Monday 15 December 2014

Attacked by the beast but still improving…

You open your eyes and realize that you are awake but don’t feel tired and have to wonder have you slept at all. It’s not until you notice the time on the click, 3am, that you realise the beast is paying you another early morning visit. Suddenly your whole body breaks out in sweat and your bed clothes become soaked and you start to shiver from the cold air hitting your body. Your eye starts to swell on the left side and the pain starts to build slowly behind the eye and on top of the jaw also on the left side. You jump out of bead and rush to get your injection but by the time you have it you are already in full attack. The pain shoots from the top of the jaw, behind the eye socket and out over the top of the head along the left side and into the back of the head where it connects to the neck.
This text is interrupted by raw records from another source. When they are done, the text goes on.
//! Persistent weight balanced search tree with `Arc` path copying.
//!
//! Every update copies the nodes on the path from the root to the change and
//! shares everything else with the previous version, so clones are O(1) and old
//! versions stay valid and readable from any thread.
//!
//! The tree does not own an ordering. Callers pass the same comparator to every
//! operation on a given lineage of trees.

use std::{cmp::Ordering, fmt, sync::Arc};

/// Rebalance once one side is more than `DELTA` times the other.
const DELTA: usize = 3;
/// Single rotation if the inner grandchild is smaller than `RATIO` times the outer one.
const RATIO: usize = 2;

type Link<K, V> = Option<Arc<Node<K, V>>>;

struct Node<K, V> {
    key: K,
    value: V,
    size: usize,
    left: Link<K, V>,
    right: Link<K, V>,
}

pub(crate) struct Tree<K, V> {
    root: Link<K, V>,
}

impl<K, V> Tree<K, V> {
    pub fn new() -> Self {
        Tree { root: None }
    }

    pub fn len(&self) -> usize {
        size(&self.root)
    }

    pub fn is_empty(&self) -> bool {
        self.root.is_none()
    }

    pub fn get<F>(&self, key: &K, cmp: &F) -> Option<(&K, &V)>
    where
        F: Fn(&K, &K) -> Ordering,
    {
        let mut link = &self.root;

        while let Some(node) = link {
            match cmp(key, &node.key) {
                Ordering::Less => link = &node.left,
                Ordering::Greater => link = &node.right,
                Ordering::Equal => return Some((&node.key, &node.value)),
            }
        }

        None
    }

    pub fn first(&self) -> Option<(&K, &V)> {
        let mut node = self.root.as_ref()?;
        while let Some(left) = &node.left {
            node = left;
        }

        Some((&node.key, &node.value))
    }

    pub fn last(&self) -> Option<(&K, &V)> {
        let mut node = self.root.as_ref()?;
        while let Some(right) = &node.right {
            node = right;
        }

        Some((&node.key, &node.value))
    }

    /// In order iterator, from the smallest to the largest key.
    pub fn iter(&self) -> Iter<'_, K, V> {
        let mut iter = Iter {
            stack: Vec::new(),
            remaining: self.len(),
        };
        iter.push_left_spine(&self.root);

        iter
    }
}

impl<K: Clone, V: Clone> Tree<K, V> {
    /// Returns a new tree with `key` mapped to `value`, replacing the entry
    /// comparing equal to `key` if any.
    pub fn insert<F>(&self, key: K, value: V, cmp: &F) -> Self
    where
        F: Fn(&K, &K) -> Ordering,
    {
        Tree {
            root: Some(insert(&self.root, key, value, cmp)),
        }
    }

    /// Returns a new tree without the entry comparing equal to `key`, or
    /// `None` if there is no such entry.
    pub fn remove<F>(&self, key: &K, cmp: &F) -> Option<Self>
    where
        F: Fn(&K, &K) -> Ordering,
    {
        remove(&self.root, key, cmp).map(|root| Tree { root })
    }

    /// Returns a new tree without its largest entry, and that entry.
    pub fn remove_last(&self) -> Option<(Self, K, V)> {
        self.root.as_ref().map(|root| {
            let (key, value, rest) = remove_max(root);
            (Tree { root: rest }, key, value)
        })
    }

    /// Returns a new tree without its smallest entry, and that entry.
    pub fn remove_first(&self) -> Option<(Self, K, V)> {
        self.root.as_ref().map(|root| {
            let (key, value, rest) = remove_min(root);
            (Tree { root: rest }, key, value)
        })
    }
}

impl<K, V> Clone for Tree<K, V> {
    fn clone(&self) -> Self {
        Tree {
            root: self.root.clone(),
        }
    }
}

impl<K, V> Default for Tree<K, V> {
    fn default() -> Self {
        Tree::new()
    }
}

impl<K: fmt::Debug, V: fmt::Debug> fmt::Debug for Tree<K, V> {
    fn fmt(&self, f: &mut fmt::Formatter<'_>) -> fmt::Result {
        f.debug_map().entries(self.iter()).finish()
    }
}

pub(crate) struct Iter<'a, K, V> {
    stack: Vec<&'a Node<K, V>>,
    remaining: usize,
}

impl<'a, K, V> Iter<'a, K, V> {
    fn push_left_spine(&mut self, mut link: &'a Link<K, V>) {
        while let Some(node) = link {
            self.stack.push(node);
            link = &node.left;
        }
    }
}

impl<'a, K, V> Iterator for Iter<'a, K, V> {
    type Item = (&'a K, &'a V);

    fn next(&mut self) -> Option<Self::Item> {
        let node = self.stack.pop()?;
        self.push_left_spine(&node.right);
        self.remaining -= 1;

        Some((&node.key, &node.value))
    }

    fn size_hint(&self) -> (usize, Option<usize>) {
        (self.remaining, Some(self.remaining))
    }
}

impl<K, V> ExactSizeIterator for Iter<'_, K, V> {}

// === Private Functions ===

fn size<K, V>(link: &Link<K, V>) -> usize {
    link.as_ref().map_or(0, |node| node.size)
}

fn make<K, V>(key: K, value: V, left: Link<K, V>, right: Link<K, V>) -> Arc<Node<K, V>> {
    Arc::new(Node {
        size: size(&left) + size(&right) + 1,
        key,
        value,
        left,
        right,
    })
}

/// Rebuilds a node whose subtrees were balanced before a single insert or
/// removal on one side.
fn balance<K: Clone, V: Clone>(
    key: K,
    value: V,
    left: Link<K, V>,
    right: Link<K, V>,
) -> Arc<Node<K, V>> {
    let (size_left, size_right) = (size(&left), size(&right));

    if size_left + size_right <= 1 {
        return make(key, value, left, right);
    }

    if size_right > DELTA * size_left {
        if let Some(r) = &right {
            return if size(&r.left) < RATIO * size(&r.right) {
                rotate_single_left(key, value, left, r)
            } else {
                rotate_double_left(key, value, left, r)
            };
        }
    }

    if size_left > DELTA * size_right {
        if let Some(l) = &left {
            return if size(&l.right) < RATIO * size(&l.left) {
                rotate_single_right(key, value, l, right)
            } else {
                rotate_double_right(key, value, l, right)
            };
        }
    }

    make(key, value, left, right)
}

fn rotate_single_left<K: Clone, V: Clone>(
    key: K,
    value: V,
    left: Link<K, V>,
    r: &Arc<Node<K, V>>,
) -> Arc<Node<K, V>> {
    make(
        r.key.clone(),
        r.value.clone(),
        Some(make(key, value, left, r.left.clone())),
        r.right.clone(),
    )
}

fn rotate_single_right<K: Clone, V: Clone>(
    key: K,
    value: V,
    l: &Arc<Node<K, V>>,
    right: Link<K, V>,
) -> Arc<Node<K, V>> {
    make(
        l.key.clone(),
        l.value.clone(),
        l.left.clone(),
        Some(make(key, value, l.right.clone(), right)),
    )
}

fn rotate_double_left<K: Clone, V: Clone>(
    key: K,
    value: V,
    left: Link<K, V>,
    r: &Arc<Node<K, V>>,
) -> Arc<Node<K, V>> {
    match &r.left {
        Some(rl) => make(
            rl.key.clone(),
            rl.value.clone(),
            Some(make(key, value, left, rl.left.clone())),
            Some(make(
                r.key.clone(),
                r.value.clone(),
                rl.right.clone(),
                r.right.clone(),
            )),
        ),
        // An empty inner grandchild always takes the single rotation.
        None => rotate_single_left(key, value, left, r),
    }
}

fn rotate_double_right<K: Clone, V: Clone>(
    key: K,
    value: V,
    l: &Arc<Node<K, V>>,
    right: Link<K, V>,
) -> Arc<Node<K, V>> {
    match &l.right {
        Some(lr) => make(
            lr.key.clone(),
            lr.value.clone(),
            Some(make(
                l.key.clone(),
                l.value.clone(),
                l.left.clone(),
                lr.left.clone(),
            )),
            Some(make(key, value, lr.right.clone(), right)),
        ),
        None => rotate_single_right(key, value, l, right),
    }
}

fn insert<K: Clone, V: Clone, F>(link: &Link<K, V>, key: K, value: V, cmp: &F) -> Arc<Node<K, V>>
where
    F: Fn(&K, &K) -> Ordering,
{
    let node = match link {
        None => return make(key, value, None, None),
        Some(node) => node,
    };

    match cmp(&key, &node.key) {
        Ordering::Less => balance(
            node.key.clone(),
            node.value.clone(),
            Some(insert(&node.left, key, value, cmp)),
            node.right.clone(),
        ),
        Ordering::Greater => balance(
            node.key.clone(),
            node.value.clone(),
            node.left.clone(),
            Some(insert(&node.right, key, value, cmp)),
        ),
        Ordering::Equal => Arc::new(Node {
            key,
            value,
            size: node.size,
            left: node.left.clone(),
            right: node.right.clone(),
        }),
    }
}

fn remove<K: Clone, V: Clone, F>(link: &Link<K, V>, key: &K, cmp: &F) -> Option<Link<K, V>>
where
    F: Fn(&K, &K) -> Ordering,
{
    let node = link.as_ref()?;

    let rebuilt = match cmp(key, &node.key) {
        Ordering::Less => {
            let left = remove(&node.left, key, cmp)?;
            balance(node.key.clone(), node.value.clone(), left, node.right.clone())
        }
        Ordering::Greater => {
            let right = remove(&node.right, key, cmp)?;
            balance(node.key.clone(), node.value.clone(), node.left.clone(), right)
        }
        Ordering::Equal => return Some(glue(&node.left, &node.right)),
    };

    Some(Some(rebuilt))
}

/// Joins the two subtrees of a removed node.
fn glue<K: Clone, V: Clone>(left: &Link<K, V>, right: &Link<K, V>) -> Link<K, V> {
    match (left, right) {
        (None, _) => right.clone(),
        (_, None) => left.clone(),
        (Some(l), Some(r)) => {
            if l.size > r.size {
                let (key, value, rest) = remove_max(l);
                Some(balance(key, value, rest, right.clone()))
            } else {
                let (key, value, rest) = remove_min(r);
                Some(balance(key, value, left.clone(), rest))
            }
        }
    }
}

fn remove_min<K: Clone, V: Clone>(node: &Arc<Node<K, V>>) -> (K, V, Link<K, V>) {
    match &node.left {
        None => (node.key.clone(), node.value.clone(), node.right.clone()),
        Some(left) => {
            let (key, value, rest) = remove_min(left);
            let rebuilt = balance(
                node.key.clone(),
                node.value.clone(),
                rest,
                node.right.clone(),
            );

            (key, value, Some(rebuilt))
        }
    }
}

fn remove_max<K: Clone, V: Clone>(node: &Arc<Node<K, V>>) -> (K, V, Link<K, V>) {
    match &node.right {
        None => (node.key.clone(), node.value.clone(), node.left.clone()),
        Some(right) => {
            let (key, value, rest) = remove_max(right);
            let rebuilt = balance(
                node.key.clone(),
                node.value.clone(),
                node.left.clone(),
                rest,
            );

            (key, value, Some(rebuilt))
        }
    }
}

#[cfg(test)]
mod test {
    use super::*;
    use proptest::prelude::*;
    use std::collections::BTreeMap;

    fn cmp(a: &u32, b: &u32) -> Ordering {
        a.cmp(b)
    }

    fn is_balanced<K, V>(link: &Link<K, V>) -> bool {
        match link {
            None => true,
            Some(node) => {
                let (l, r) = (size(&node.left), size(&node.right));

                node.size == l + r + 1
                    && (l + r <= 1 || (l <= DELTA * r && r <= DELTA * l))
                    && is_balanced(&node.left)
                    && is_balanced(&node.right)
            }
        }
    }

    #[test]
    fn insert_get_and_replace() {
        let tree = Tree::new()
            .insert(2, "b", &cmp)
            .insert(1, "a", &cmp)
            .insert(3, "c", &cmp);

        assert_eq!(tree.len(), 3);
        assert_eq!(tree.get(&2, &cmp), Some((&2, &"b")));
        assert_eq!(tree.get(&4, &cmp), None);

        let replaced = tree.insert(2, "B", &cmp);

        assert_eq!(replaced.len(), 3);
        assert_eq!(replaced.get(&2, &cmp), Some((&2, &"B")));
        assert_eq!(tree.get(&2, &cmp), Some((&2, &"b")));
    }

    #[test]
    fn first_and_last() {
        let empty: Tree<u32, ()> = Tree::new();
        assert!(empty.first().is_none());
        assert!(empty.last().is_none());
        assert!(empty.remove_last().is_none());

        let tree = (0..100).fold(Tree::new(), |tree, i| tree.insert((i * 37) % 100, (), &cmp));

        assert_eq!(tree.first(), Some((&0, &())));
        assert_eq!(tree.last(), Some((&99, &())));

        let (rest, key, _) = tree.remove_last().expect("not empty");
        assert_eq!(key, 99);
        assert_eq!(rest.len(), 99);
        assert_eq!(rest.last(), Some((&98, &())));

        let (rest, key, _) = rest.remove_first().expect("not empty");
        assert_eq!(key, 0);
        assert_eq!(rest.first(), Some((&1, &())));
    }

    #[test]
    fn remove_missing_is_none() {
        let tree = Tree::new().insert(1, (), &cmp);

        assert!(tree.remove(&2, &cmp).is_none());
        assert!(Tree::<u32, ()>::new().remove(&2, &cmp).is_none());

        let removed = tree.remove(&1, &cmp).expect("present");
        assert!(removed.is_empty());
        assert_eq!(tree.len(), 1);
    }

    #[test]
    fn sequential_inserts_stay_balanced() {
        let tree = (0..1000).fold(Tree::new(), |tree, i| tree.insert(i, i, &cmp));

        assert!(is_balanced(&tree.root));
        assert!(tree.iter().map(|(k, _)| *k).eq(0..1000));
        assert_eq!(tree.iter().len(), 1000);
    }

    proptest! {
        #[test]
        fn matches_btree_map(ops in prop::collection::vec((any::<bool>(), 0..64_u32), 0..200)) {
            let mut model = BTreeMap::new();
            let mut tree = Tree::new();
            let mut versions = Vec::new();

            for (is_insert, key) in ops {
                versions.push((tree.clone(), model.clone()));

                if is_insert {
                    model.insert(key, key * 2);
                    tree = tree.insert(key, key * 2, &cmp);
                } else {
                    let existed = model.remove(&key).is_some();
                    match tree.remove(&key, &cmp) {
                        Some(next) => {
                            prop_assert!(existed);
                            tree = next;
                        }
                        None => prop_assert!(!existed),
                    }
                }

                prop_assert!(is_balanced(&tree.root));
                prop_assert_eq!(tree.len(), model.len());
            }

            prop_assert!(tree.iter().map(|(k, v)| (*k, *v)).eq(model.into_iter()));

            // Older versions are untouched by later updates.
            for (old, old_model) in versions {
                prop_assert!(old.iter().map(|(k, v)| (*k, *v)).eq(old_model.into_iter()));
            }
        }
    }
}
The pain is so bad all you can do is hold your face and pray that it will end soon. You take your injection hoping that it will work as fast as possible and then sit holding your head waiting for the drugs to kick in and the pain to ease. You feel your chest tighten and your breathing becomes heavy as the injections starts to work and you feel a strange feeling along the path of the pain and suddenly as fast as it started the attack is over.  It’s amazing, no matter how many attacks you get you never get used to how they go and how strong the pain level becomes. It actually feels like the pain becomes stronger each time an attack appears.

You would think after suffering from so many attacks i would be used to it all by now but i don’t think you can ever get used to this condition as it is so unpredictable and can come at any moment. It’s not like it waits until you are home relaxing before it comes, you could be on a bus or in a car and suddenly an attack would appear rendering you completely at its mercy. It’s not until the pain eases can you start to do anything or try and get back on with what you were doing before the attack. Sometimes it can take up to an hour before you come to your senses again and other times it can just take 10 or 15 minuets , there is just no telling how long an attack will last until you have one.

It makes it very difficult to plan things or go out for a day out as you just don't know if the beast will show its face. I try and stay indoors especially in winter as the cold is one of the main triggers for my attacks and by staying in the warm and keeping my flat in a certain temperature i am able to reduce the amount of attack i get in a day by a minimum of 50% which is a huge difference from what i normally get,. It does help that i now have the injections and other medication that i didn’t have a few years back and though my life was going to end and it was going to finish me off. When i was diagnosed and told there is medication to help ease the attacks it was like a huge weight was taken off my shoulders. When i was told that there was no cure for the condition and that it could go into remission on its own i wasn’t very hopeful but this year i have seen a huge decrease in the amount of attacks i have been getting and although i still suffer i am pleased with the progress i have made.

I am just hoping that i will continue to improve and manage to claw back some of my life style that i lost when i became so ill. Hopefully now as things re slowly improving i can start to plan some kind of future for myself and start to look forwards to things rather than just worry how ill i am going to be each day. It feels nice to finally get my life back and start to feel like i have some sort of control again. Lets hope this improvement continues. I am just getting over a nasty cold that seemed to take a lot out of me so its time to strengthen myself up again and get back to my fishing as i have missed out on so much this last year i need to get back into it.